Microbudget Films Aren’t Getting Covid Coverage

By Pickle  November 3, 2021

Expert speakers of Production Conference-I at AFM discussed in length about how Covid protocols have increased film production costs and what makes a film investment-worthy

With Covid disrupting all fields, entertainment sector is no exception. Covid protocols can be anywhere from 8 to 20% of your budget and the pandemic certainly has caused the budgets to increase because of the necessary requirements, said speakers at Production Conference-I at AFM.

While Jeremy Kay, Americas Editor, Screen Daily, was the moderator of the session, the panelists were Brian Beckmann, CFO, Arclight Films; Michael Heimler, Head of Production and Finance, Black Bear Pictures; and Kent Sanderson, Acquisitions and Ancillary Distribution, Bleecker Street.  

A lot of money is solely earmarked for Covid, Covid testing, protocols and procedures, insurance, said Beckmann, adding that it certainly has caused the budgets to increase because of the necessary requirements whether it’s on state level, government level, financing level, bond level.
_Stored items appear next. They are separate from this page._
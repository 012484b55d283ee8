//! Application settings loaded from environment variables.

use std::env;

use common::{DatabaseConfig, JwtConfig, RateLimitConfig};
use domain::{DEFAULT_JWT_EXPIRATION_HOURS, MIN_JWT_SECRET_LENGTH};

use super::constants::{
    DEFAULT_CORS_ORIGIN, DEFAULT_DATABASE_URL, DEFAULT_SERVER_HOST, DEFAULT_SERVER_PORT,
    DEV_JWT_SECRET, RATE_LIMIT_AUTH_REQUESTS, RATE_LIMIT_AUTH_WINDOW_SECONDS,
};

/// Application configuration
#[derive(Clone)]
pub struct Config {
    pub database: DatabaseConfig,
    pub jwt: JwtConfig,
    pub auth_rate_limit: RateLimitConfig,
    pub server_host: String,
    pub server_port: u16,
    pub cors_allowed_origin: String,
}

impl std::fmt::Debug for Config {
    fn fmt(&self, f: &mut std::fmt::Formatter<'_>) -> std::fmt::Result {
        f.debug_struct("Config")
            .field("database_url", &"[REDACTED]")
            .field("jwt", &self.jwt)
            .field("auth_rate_limit", &self.auth_rate_limit)
            .field("server_host", &self.server_host)
            .field("server_port", &self.server_port)
            .field("cors_allowed_origin", &self.cors_allowed_origin)
            .finish()
    }
}

impl Config {
    /// Load configuration from environment variables.
    ///
    /// # Panics
    /// Panics if JWT_SECRET is not set in a release build or is too short.
    pub fn from_env() -> Self {
        dotenvy::dotenv().ok();

        let jwt_secret = env::var("JWT_SECRET").unwrap_or_else(|_| {
            if cfg!(debug_assertions) {
                tracing::warn!("JWT_SECRET not set, using insecure default for development");
                DEV_JWT_SECRET.to_string()
            } else {
                panic!("JWT_SECRET environment variable must be set in production");
            }
        });

        if jwt_secret.len() < MIN_JWT_SECRET_LENGTH {
            panic!(
                "JWT_SECRET must be at least {} characters long",
                MIN_JWT_SECRET_LENGTH
            );
        }

        Self {
            database: DatabaseConfig {
                url: env::var("DATABASE_URL").unwrap_or_else(|_| DEFAULT_DATABASE_URL.to_string()),
                ..DatabaseConfig::default()
            },
            jwt: JwtConfig {
                secret: jwt_secret,
                expiration_hours: parse_var("JWT_EXPIRATION_HOURS", DEFAULT_JWT_EXPIRATION_HOURS),
            },
            auth_rate_limit: RateLimitConfig {
                max_requests: parse_var("RATE_LIMIT_AUTH_REQUESTS", RATE_LIMIT_AUTH_REQUESTS),
                window_seconds: parse_var(
                    "RATE_LIMIT_AUTH_WINDOW_SECONDS",
                    RATE_LIMIT_AUTH_WINDOW_SECONDS,
                ),
            },
            server_host: env::var("SERVER_HOST").unwrap_or_else(|_| DEFAULT_SERVER_HOST.to_string()),
            server_port: parse_var("SERVER_PORT", DEFAULT_SERVER_PORT),
            cors_allowed_origin: env::var("CORS_ALLOWED_ORIGIN")
                .unwrap_or_else(|_| DEFAULT_CORS_ORIGIN.to_string()),
        }
    }

    /// Get the full server address.
    pub fn server_addr(&self) -> String {
        format!("{}:{}", self.server_host, self.server_port)
    }
}

fn parse_var<T: std::str::FromStr>(name: &str, default: T) -> T {
    env::var(name)
        .ok()
        .and_then(|v| v.parse().ok())
        .unwrap_or(default)
}
//! Store database entity for SeaORM.

use sea_orm::entity::prelude::*;

use domain::Store;

#[derive(Clone, Debug, PartialEq, Eq, DeriveEntityModel)]
#[sea_orm(table_name = "stores")]
pub struct Model {
    #[sea_orm(primary_key, auto_increment = false)]
    pub id: Uuid,
    #[sea_orm(unique)]
    pub name: String,
    pub address: String,
    pub owner_id: Uuid,
    pub created_at: DateTimeUtc,
    pub updated_at: DateTimeUtc,
}

#[derive(Copy, Clone, Debug, EnumIter, DeriveRelation)]
pub enum Relation {
    #[sea_orm(
        belongs_to = "super::user::Entity",
        from = "Column::OwnerId",
        to = "super::user::Column::Id",
        on_delete = "Cascade"
    )]
    Owner,
    #[sea_orm(has_many = "super::rating::Entity")]
    Rating,
}

impl Related<super::user::Entity> for Entity {
    fn to() -> RelationDef {
        Relation::Owner.def()
    }
}

impl Related<super::rating::Entity> for Entity {
    fn to() -> RelationDef {
        Relation::Rating.def()
    }
}

impl ActiveModelBehavior for ActiveModel {}

impl From<Model> for Store {
    fn from(model: Model) -> Self {
        Store {
            id: model.id,
            name: model.name,
            address: model.address,
            owner_id: model.owner_id,
            created_at: model.created_at,
            updated_at: model.updated_at,
        }
    }
}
“There’s also a lot of microbudget films that aren’t getting the Covid coverage or aren’t going with a bond which is a guerilla type of filmmaking…which can be risky,” he said.

Echoing the same, Heimler said the reality is today there are Covid costs that are a necessary line you need to be prepared for from a variety of perspectives and a variety of reasons- to protect your production, making sure everything you do makes sense creatively, financially, logistically. “I think that’s the biggest change over the last 18 months. Covid protocols can be anywhere from 8 to 20% of your budget,” Heimler added.

Talking about what are they looking for in the elements of a script, Heimler said, “We try and look for things that are unique within whatever genre that it’s in.  We don’t look for one specific thing since we’ve made horror films, romantic comedies, dramas, but try and do things that you haven’t necessarily seen before. Ideally our motivation is where you find that cross section of quality and also commercial.”

Speaking about the same, Beckmann said, “It’s really about the uniqueness and originality of the script. Even if it’s a product type script we’ve seen before, having that unique flavor to it really gives it something else to compete with.”

Presenting another view, Sanderson said, “Bleecker is primarily and an acquisitions company but that doesn’t mean that we don’t come on early. 50-60% of our slate we come onto during something resembling the package stage and the financing stage.  4 out of 6 of the films coming out next year – we came onto when there was maybe one or two actors committed a director and a script and a production plan.”

Throwing light on co-financing, Heimler said, “We may not go out and bring on a co-financier, but the way we might mitigate some of our risk would be to pre-sell international or in the US or world and to know that we have a backstop value in certain territories and understand what level of risk we have that’s open against the US or certain territories. That really comes down to at the point that we’re introducing a project to the market, what kind of package do we have and how good of a sense our international partners and buyers are going to have on what the project is going to be based on the package we’re presenting to them.”

On the rise of streamers and shrinking theatrical window, Sandeer said, more than ever, we are having to consider what makes a film that will travel well on VOD, because the specialty market has not come back for theatrical, it’s nowhere close.

“So, the way we’ve approached it is we look at theatrical as one tool on a Swiss army knife. We’ve released 14-15 movies since COVID began and…there’s probably been 7-8 windowing strategies, VOD price points, length of theatrical windows, and everything varies. So, it becomes a much more extensive calculation.”

Last, but not the least, talking about content, Heimler said content is doing well in many other revenue places, not just theatrically, for their specialty type of projects, that those audiences are still consuming those, but in different ways than they did previously. “So I think that’s the biggest adaptation that’s going on now, where the different segments of the audience are watching different genres.”

At the end of the day, people still want to see great, unique content with actors and filmmakers that they know and love and want to see more of.